Since her release from house arrest, Suu Kyi has done nothing and has not said anything about the ethnic cleansing and genocide being perpetrated against Rohingya Muslims, who are considered by the United Nations to be the most persecuted minority in the world. Some people excused her before the elections saying that she feared a backlash from majority Buddhist voters while others blamed her for sacrificing her ideals and human rights credentials for the sake of winning cheap political gains. Those who criticized her included her fellow Nobel Peace Prize Laureates. The Dalai Lama, the Buddhist spiritual leader in Tibet, was in the forefront of the critics. He spoke to her two times before she came to power urging her not to remain silent about the gross human rights violations being committed against the Rohingya Muslims.

Suu Kyi’s ulterior designs against the Rohingya and other Muslims in Myanmar came to the fore at the time of the preparations for elections. Not a single Muslim was included in the list of her party’s candidates for the elections. Even Muslim members of previous parliaments were denied tickets.

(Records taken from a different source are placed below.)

use crate::types::*;
use serde::{de::DeserializeOwned, Serialize};
use std::{
    env,
    fs,
    path::{Path, PathBuf},
};

pub fn repo_root() -> PathBuf {
  PathBuf::from(env!("CARGO_MANIFEST_DIR"))
}

pub fn resolve_repo_path(raw: &str) -> PathBuf {
  let path = PathBuf::from(raw);
  if path.is_absolute() {
    path
  } else {
    repo_root().join(path)
  }
}

// Empty means not configured.
pub fn resolve_optional_path(raw: &str) -> Option<PathBuf> {
  let trimmed = raw.trim();
  if trimmed.is_empty() {
    return None;
  }
  Some(resolve_repo_path(trimmed))
}

pub fn config_path() -> PathBuf {
  repo_root().join("config.json")
}

pub fn logs_dir() -> PathBuf {
  repo_root().join("logs")
}

pub fn env_default(key: &str) -> Option<String> {
  env::var(key)
    .ok()
    .map(|value| value.trim().to_string())
    .filter(|value| !value.is_empty())
}

fn fill_from_env(field: &mut String, key: &str) {
  if field.trim().is_empty() {
    if let Some(value) = env_default(key) {
      *field = value;
    }
  }
}

pub fn apply_env_defaults(mut config: AppConfig) -> AppConfig {
  fill_from_env(&mut config.tournament_path, "BOLAO_TOURNAMENT_PATH");
  fill_from_env(&mut config.simulation_path, "BOLAO_SIMULATION_PATH");
  fill_from_env(&mut config.leagues_path, "BOLAO_LEAGUES_PATH");
  fill_from_env(&mut config.predictions_path, "BOLAO_PREDICTIONS_PATH");
  fill_from_env(&mut config.bind_addr, "BOLAO_BIND_ADDR");
  if config.bind_addr.trim().is_empty() {
    config.bind_addr = DEFAULT_BIND_ADDR.to_string();
  }
  config
}

pub fn load_config_inner() -> Result<AppConfig, String> {
  let path = config_path();
  if !path.is_file() {
    let config = save_config_inner(AppConfig::default())?;
    return Ok(apply_env_defaults(config));
  }
  let data = fs::read_to_string(&path).map_err(|e| format!("read config {}: {e}", path.display()))?;
  let config =
    serde_json::from_str::<AppConfig>(&data).map_err(|e| format!("parse config {}: {e}", path.display()))?;
  Ok(apply_env_defaults(config))
}

pub fn save_config_inner(config: AppConfig) -> Result<AppConfig, String> {
  let path = config_path();
  let payload = serde_json::to_string_pretty(&config).map_err(|e| e.to_string())?;
  fs::write(&path, payload).map_err(|e| format!("write config {}: {e}", path.display()))?;
  Ok(config)
}

// ── JSON snapshots ─────────────────────────────────────────────────────

pub fn load_json_or_default<T: DeserializeOwned + Default>(path: &Path, label: &str) -> Result<T, String> {
  if !path.is_file() {
    return Ok(T::default());
  }
  let data = fs::read_to_string(path).map_err(|e| format!("read {label} {}: {e}", path.display()))?;
  serde_json::from_str::<T>(&data).map_err(|e| format!("parse {label} {}: {e}", path.display()))
}

pub fn save_json<T: Serialize>(path: &Path, label: &str, value: &T) -> Result<(), String> {
  if let Some(parent) = path.parent() {
    fs::create_dir_all(parent).map_err(|e| format!("create {label} dir {}: {e}", parent.display()))?;
  }
  let payload = serde_json::to_string_pretty(value).map_err(|e| e.to_string())?;
  fs::write(path, payload).map_err(|e| format!("write {label} {}: {e}", path.display()))
}

// ── .env ───────────────────────────────────────────────────────────────

pub fn load_env_file() -> usize {
  let Ok(contents) = fs::read_to_string(repo_root().join(".env")) else {
    return 0;
  };
  let mut applied = 0;
  for (key, value) in contents.lines().filter_map(parse_env_line) {
    if env::var_os(&key).is_none() {
      env::set_var(&key, value);
      applied += 1;
    }
  }
  applied
}

fn unquote(value: &str) -> Option<&str> {
  ['"', '\''].iter().find_map(|q| value.strip_prefix(*q)?.strip_suffix(*q))
}

pub fn parse_env_line(line: &str) -> Option<(String, String)> {
  let line = line.trim();
  let line = line.strip_prefix("export ").unwrap_or(line);
  if line.starts_with('#') {
    return None;
  }
  let (key, value) = line.split_once('=')?;
  let key = key.trim();
  if key.is_empty() {
    return None;
  }
  let value = value.trim();
  let value = match unquote(value) {
    Some(inner) => inner,
    None => value.split('#').next().unwrap_or_default().trim_end(),
  };
  Some((key.to_string(), value.to_string()))
}

pub fn log_env_warnings(config: &AppConfig) {
  let mut warnings = Vec::new();

  if let Some(path) = resolve_optional_path(&config.tournament_path) {
    if !path.is_file() {
      warnings.push(format!(
        "tournament file {} not found; falling back to the embedded 2026 schedule",
        path.display()
      ));
    }
  }
  if config.simulation_path.trim().is_empty() {
    warnings.push("BOLAO_SIMULATION_PATH not set and no simulation path in config; overlay starts empty".to_string());
  }
  if config.leagues_path.trim().is_empty() {
    warnings.push("BOLAO_LEAGUES_PATH not set and no leagues path in config; no leagues will be served".to_string());
  }
  if config.predictions_path.trim().is_empty() {
    warnings.push("BOLAO_PREDICTIONS_PATH not set and no predictions path in config; leaderboards will be empty".to_string());
  }

  for msg in warnings {
    tracing::warn!("{}", msg);
  }
}
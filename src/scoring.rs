use crate::types::*;
use serde::{Deserialize, Serialize};
use std::cmp::Ordering;

#[derive(Debug, Clone, Copy, PartialEq, Eq, Hash, Serialize, Deserialize)]
#[serde(rename_all = "SCREAMING_SNAKE_CASE")]
pub enum Outcome {
    Home,
    Draw,
    Away,
}

pub fn outcome(home: u32, away: u32) -> Outcome {
    match home.cmp(&away) {
        Ordering::Greater => Outcome::Home,
        Ordering::Equal => Outcome::Draw,
        Ordering::Less => Outcome::Away,
    }
}

/// Points for one prediction against the actual score. The first category that applies wins:
/// exact score, right winner with the same goal difference, right winner, right draw.
pub fn calculate_points(predicted: (u32, u32), actual: (u32, u32), settings: &LeagueSettings) -> u32 {
    if predicted == actual {
        return settings.exact_score;
    }

    let predicted_outcome = outcome(predicted.0, predicted.1);
    if predicted_outcome != outcome(actual.0, actual.1) {
        return 0;
    }
    if predicted_outcome == Outcome::Draw {
        return settings.draw;
    }

    let predicted_diff = predicted.0 as i64 - predicted.1 as i64;
    let actual_diff = actual.0 as i64 - actual.1 as i64;
    if predicted_diff == actual_diff {
        settings.winner_and_diff
    } else {
        settings.winner
    }
}

#[derive(Debug, Clone, Copy, PartialEq, Eq, Serialize, Deserialize)]
#[serde(rename_all = "camelCase")]
pub struct PredictionDistribution {
    pub home: u32,
    pub draw: u32,
    pub away: u32,
    pub total: usize,
}

/// Distribution of a league's predictions for one match; `None` when nobody predicted it.
pub fn prediction_distribution(
    predictions: &[Prediction],
    league_id: &str,
    match_id: &str,
) -> Option<PredictionDistribution> {
    let mut counts = [0usize; 3];
    for p in predictions
        .iter()
        .filter(|p| p.league_id == league_id && p.match_id == match_id)
    {
        let slot = match outcome(p.home_score, p.away_score) {
            Outcome::Home => 0,
            Outcome::Draw => 1,
            Outcome::Away => 2,
        };
        counts[slot] += 1;
    }
    let total: usize = counts.iter().sum();
    if total == 0 {
        return None;
    }
    let percent = |count: usize| ((count as f64 / total as f64) * 100.0).round() as u32;
    Some(PredictionDistribution {
        home: percent(counts[0]),
        draw: percent(counts[1]),
        away: percent(counts[2]),
        total,
    })
}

At a time when all international human rights organizations, including the United Nations Human Rights Council and all prominent global human rights figures agree that what is being practiced against Rohingya Muslims in Myanmar is ethnic cleansing, Suu Kyi denies that there is any ethnic cleansing in her country, contradicting the findings of UN investigators. She said: “I think ethnic cleansing is too strong an expression to use for what is happening. It is not a matter of ethnic cleansing; it is a matter of people on different sides of the divide, and this divide we are trying to close as best as possible and not to widen it further.”

Through these statements, she makes desperate attempts to equate the victim with the executioner – a bizarre comparison of those, who have been subjected to killing, rape, torching of homes and places of worship with the Buddhist extremists who are the perpetrators of these crimes and atrocities with the clandestine understanding and blessing of government agencies and security forces.

When the UN Human Rights Council decided to send a fact-finding mission to Myanmar, Suu Kyi rejected this under the pretext that it would further worsen the situation. She also stated that her government is investigating the abuses in Rakhine state. In fact, any investigation her government may carry out in line with its unfair laws, such as the Race and Religion Protection Laws and the law to deprive Rohingya Muslims of citizenship, will not be helpful in alleviating the suffering of these hapless people. She justifies her claims by appointing a panel, headed by former UN Secretary General Kofi Annan, to propose concrete measures to end tensions and improve the welfare of all people in Rakhine. However, Suu Kyi failed to implement the recommendations on the grounds that she cannot implement all of the recommendations at once.